*** RECORDS PROVIDED ***

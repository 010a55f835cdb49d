//! 输出重组器
//!
//! 把传输层任意切分的 UTF-8 文本片段重组为确定的完整行序列，
//! 外加一条正在累积的"当前未完行"。
//!
//! ## 功能
//! - stdout 片段按 `\n` 切分，跨片段缓冲未完行
//! - stderr 片段立即成行，按到达顺序与 stdout 行交错
//! - 结果对片段切分方式不敏感（同一字符串任意分块结果一致）
//! - `exit` 时冲刷未完行并追加终止标记行，之后冻结直到下次重置
//!
//! 行尾的 `\r`（CRLF）在行边界处剥离，保证两种展示层看到相同的行；
//! 裸 `\r` 的处理属于展示层，不在这里做。

use serde::{Deserialize, Serialize};

/// 进程终止标记行
pub const TERMINATED_MARKER: &str = "[进程已结束]";

/// 行的来源通道
#[derive(Debug, Clone, Copy, PartialEq, Eq, Serialize, Deserialize)]
#[serde(rename_all = "lowercase")]
pub enum LineKind {
    /// 程序标准输出
    Stdout,
    /// 程序标准错误
    Stderr,
    /// 本地合成的提示行（终止标记、连接诊断）
    System,
}

/// 一条完整的展示行
#[derive(Debug, Clone, PartialEq, Eq, Serialize, Deserialize)]
pub struct OutputLine {
    pub text: String,
    pub kind: LineKind,
}

impl OutputLine {
    fn new(text: impl Into<String>, kind: LineKind) -> Self {
        Self {
            text: text.into(),
            kind,
        }
    }
}

/// 输出重组器
///
/// 每个会话持有一个；`lines` 在一次运行内单调增长，
/// 下一次 `init` 前由会话调用 [`OutputAssembler::reset`] 清空。
#[derive(Debug, Default)]
pub struct OutputAssembler {
    /// 已完成的行，按到达顺序
    lines: Vec<OutputLine>,
    /// 当前未完行（可能为空）
    partial: String,
    /// 冻结标志：终止后拒绝一切追加
    frozen: bool,
}

impl OutputAssembler {
    pub fn new() -> Self {
        Self::default()
    }

    /// 追加一个 stdout 片段
    ///
    /// 算法：`缓冲 = 未完行 + 片段`，按 `\n` 切分；除最后一段外全部
    /// 成行，最后一段成为新的未完行（片段以 `\n` 结尾时最后一段为
    /// 空串，未完行随之清空）。
    pub fn push_stdout(&mut self, fragment: &str) {
        if self.frozen {
            tracing::debug!("[输出] 已冻结，丢弃 stdout 片段 ({} 字节)", fragment.len());
            return;
        }

        let buffer = format!("{}{}", self.partial, fragment);
        let mut segments = buffer.split('\n').peekable();

        self.partial = loop {
            // peekable 保证至少产生一个段（空输入时为空串）
            let segment = segments.next().unwrap_or_default();
            if segments.peek().is_none() {
                break segment.to_string();
            }
            self.lines
                .push(OutputLine::new(strip_cr(segment), LineKind::Stdout));
        };
    }

    /// 追加一个 stderr 片段
    ///
    /// 错误通道按整条消息冲刷，不跨片段缓冲：片段内每个非空段
    /// 立即成行，与 stdout 行按到达顺序交错。不触碰 stdout 未完行。
    pub fn push_stderr(&mut self, fragment: &str) {
        if self.frozen {
            tracing::debug!("[输出] 已冻结，丢弃 stderr 片段 ({} 字节)", fragment.len());
            return;
        }

        for segment in fragment.split('\n') {
            if segment.is_empty() {
                continue;
            }
            self.lines
                .push(OutputLine::new(strip_cr(segment), LineKind::Stderr));
        }
    }

    /// 进程正常终止：冲刷未完行并追加终止标记，随后冻结
    ///
    /// `pending_input` 是用户已键入但尚未提交的输入，回显语义下它
    /// 和未完行同属光标行，一并冲刷。重复调用是无操作（标记行最多
    /// 出现一次）。
    pub fn finish(&mut self, pending_input: &str) {
        self.finalize_with(pending_input, TERMINATED_MARKER);
    }

    /// 传输层异常断开：冲刷未完行并追加诊断行，随后冻结
    pub fn finish_disconnected(&mut self, pending_input: &str, reason: Option<&str>) {
        let marker = match reason {
            Some(r) => format!("[连接已断开: {}]", r),
            None => "[连接已断开]".to_string(),
        };
        self.finalize_with(pending_input, &marker);
    }

    fn finalize_with(&mut self, pending_input: &str, marker: &str) {
        if self.frozen {
            return;
        }

        let tail = format!("{}{}", self.partial, pending_input);
        if !tail.is_empty() {
            self.lines.push(OutputLine::new(tail, LineKind::Stdout));
        }
        self.partial.clear();
        self.lines.push(OutputLine::new(marker, LineKind::System));
        self.frozen = true;
    }

    /// 追加一条本地诊断行
    ///
    /// 诊断行描述本地操作失败（如发送时传输不可用），不属于运行
    /// 输出，因此不受冻结限制；每次失败恰好产生一行。
    pub fn push_diagnostic(&mut self, text: impl Into<String>) {
        self.lines.push(OutputLine::new(text, LineKind::System));
    }

    /// 清空全部状态，为下一次运行做准备
    pub fn reset(&mut self) {
        self.lines.clear();
        self.partial.clear();
        self.frozen = false;
    }

    /// 已完成的行
    pub fn lines(&self) -> &[OutputLine] {
        &self.lines
    }

    /// 已完成行的纯文本快照
    pub fn line_texts(&self) -> Vec<String> {
        self.lines.iter().map(|l| l.text.clone()).collect()
    }

    /// 当前未完行
    pub fn partial_line(&self) -> &str {
        &self.partial
    }

    /// 是否已冻结（终止后、重置前）
    pub fn is_frozen(&self) -> bool {
        self.frozen
    }
}

/// 剥离行尾 CRLF 中的 `\r`
fn strip_cr(segment: &str) -> &str {
    segment.strip_suffix('\r').unwrap_or(segment)
}

#[cfg(test)]
mod tests {
    use super::*;

    #[test]
    fn test_single_fragment_with_partial() {
        let mut asm = OutputAssembler::new();
        asm.push_stdout("Hello\nWorld");
        assert_eq!(asm.line_texts(), vec!["Hello"]);
        assert_eq!(asm.partial_line(), "World");
    }

    #[test]
    fn test_chunked_equals_whole() {
        let mut whole = OutputAssembler::new();
        whole.push_stdout("AB\nCD");

        let mut chunked = OutputAssembler::new();
        for piece in ["A", "B\n", "C", "D"] {
            chunked.push_stdout(piece);
        }

        assert_eq!(whole.line_texts(), chunked.line_texts());
        assert_eq!(whole.partial_line(), chunked.partial_line());
    }

    #[test]
    fn test_three_way_chunking() {
        let mut asm = OutputAssembler::new();
        for piece in ["He", "llo\nWo", "rld"] {
            asm.push_stdout(piece);
        }
        assert_eq!(asm.line_texts(), vec!["Hello"]);
        assert_eq!(asm.partial_line(), "World");
    }

    #[test]
    fn test_trailing_newline_clears_partial() {
        let mut asm = OutputAssembler::new();
        asm.push_stdout("hi\n");
        assert_eq!(asm.line_texts(), vec!["hi"]);
        assert_eq!(asm.partial_line(), "");
    }

    #[test]
    fn test_consecutive_newlines_keep_empty_lines() {
        let mut asm = OutputAssembler::new();
        asm.push_stdout("a\n\nb\n");
        assert_eq!(asm.line_texts(), vec!["a", "", "b"]);
        assert_eq!(asm.partial_line(), "");
    }

    #[test]
    fn test_crlf_stripped_at_boundary() {
        let mut asm = OutputAssembler::new();
        asm.push_stdout("one\r\ntwo\r");
        asm.push_stdout("\nthree");
        assert_eq!(asm.line_texts(), vec!["one", "two"]);
        assert_eq!(asm.partial_line(), "three");
    }

    #[test]
    fn test_stderr_finalizes_immediately() {
        let mut asm = OutputAssembler::new();
        asm.push_stdout("par");
        asm.push_stderr("Traceback\n  boom");
        assert_eq!(asm.line_texts(), vec!["Traceback", "  boom"]);
        // stderr 不触碰 stdout 未完行
        assert_eq!(asm.partial_line(), "par");
        assert_eq!(asm.lines()[0].kind, LineKind::Stderr);
    }

    #[test]
    fn test_interleave_in_arrival_order() {
        let mut asm = OutputAssembler::new();
        asm.push_stdout("out1\n");
        asm.push_stderr("err1");
        asm.push_stdout("out2\n");
        assert_eq!(asm.line_texts(), vec!["out1", "err1", "out2"]);
        let kinds: Vec<_> = asm.lines().iter().map(|l| l.kind).collect();
        assert_eq!(
            kinds,
            vec![LineKind::Stdout, LineKind::Stderr, LineKind::Stdout]
        );
    }

    #[test]
    fn test_finish_flushes_partial_and_pending() {
        let mut asm = OutputAssembler::new();
        asm.push_stdout("请输入: ");
        asm.finish("42");
        assert_eq!(asm.line_texts(), vec!["请输入: 42", TERMINATED_MARKER]);
        assert_eq!(asm.partial_line(), "");
        assert!(asm.is_frozen());
    }

    #[test]
    fn test_finish_without_partial_only_marker() {
        let mut asm = OutputAssembler::new();
        asm.push_stdout("hi\n");
        asm.finish("");
        assert_eq!(asm.line_texts(), vec!["hi", TERMINATED_MARKER]);
    }

    #[test]
    fn test_finish_is_idempotent() {
        let mut asm = OutputAssembler::new();
        asm.finish("");
        asm.finish("");
        assert_eq!(asm.line_texts(), vec![TERMINATED_MARKER]);
    }

    #[test]
    fn test_frozen_rejects_fragments() {
        let mut asm = OutputAssembler::new();
        asm.finish("");
        asm.push_stdout("late\n");
        asm.push_stderr("late err");
        assert_eq!(asm.line_texts(), vec![TERMINATED_MARKER]);
    }

    #[test]
    fn test_reset_unfreezes() {
        let mut asm = OutputAssembler::new();
        asm.push_stdout("x");
        asm.finish("");
        asm.reset();
        assert!(asm.lines().is_empty());
        assert_eq!(asm.partial_line(), "");
        assert!(!asm.is_frozen());
        asm.push_stdout("fresh\n");
        assert_eq!(asm.line_texts(), vec!["fresh"]);
    }

    #[test]
    fn test_diagnostic_allowed_after_freeze() {
        let mut asm = OutputAssembler::new();
        asm.finish("");
        asm.push_diagnostic("传输通道不可用: 通道已关闭");
        assert_eq!(
            asm.line_texts(),
            vec![TERMINATED_MARKER, "传输通道不可用: 通道已关闭"]
        );
    }

    #[test]
    fn test_disconnect_reason_in_marker() {
        let mut asm = OutputAssembler::new();
        asm.push_stdout("half");
        asm.finish_disconnected("", Some("connection reset"));
        assert_eq!(
            asm.line_texts(),
            vec!["half", "[连接已断开: connection reset]"]
        );
        assert!(asm.is_frozen());
    }
}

*** End of RECORDS PROVIDED ***

_WHAT TO DO_. Lines holding "bool" are the ones to copy; find all of them in the listing.

_REPLY TO THE EXERCISE_.
    frozen: bool,
    pub fn is_frozen(&self) -> bool {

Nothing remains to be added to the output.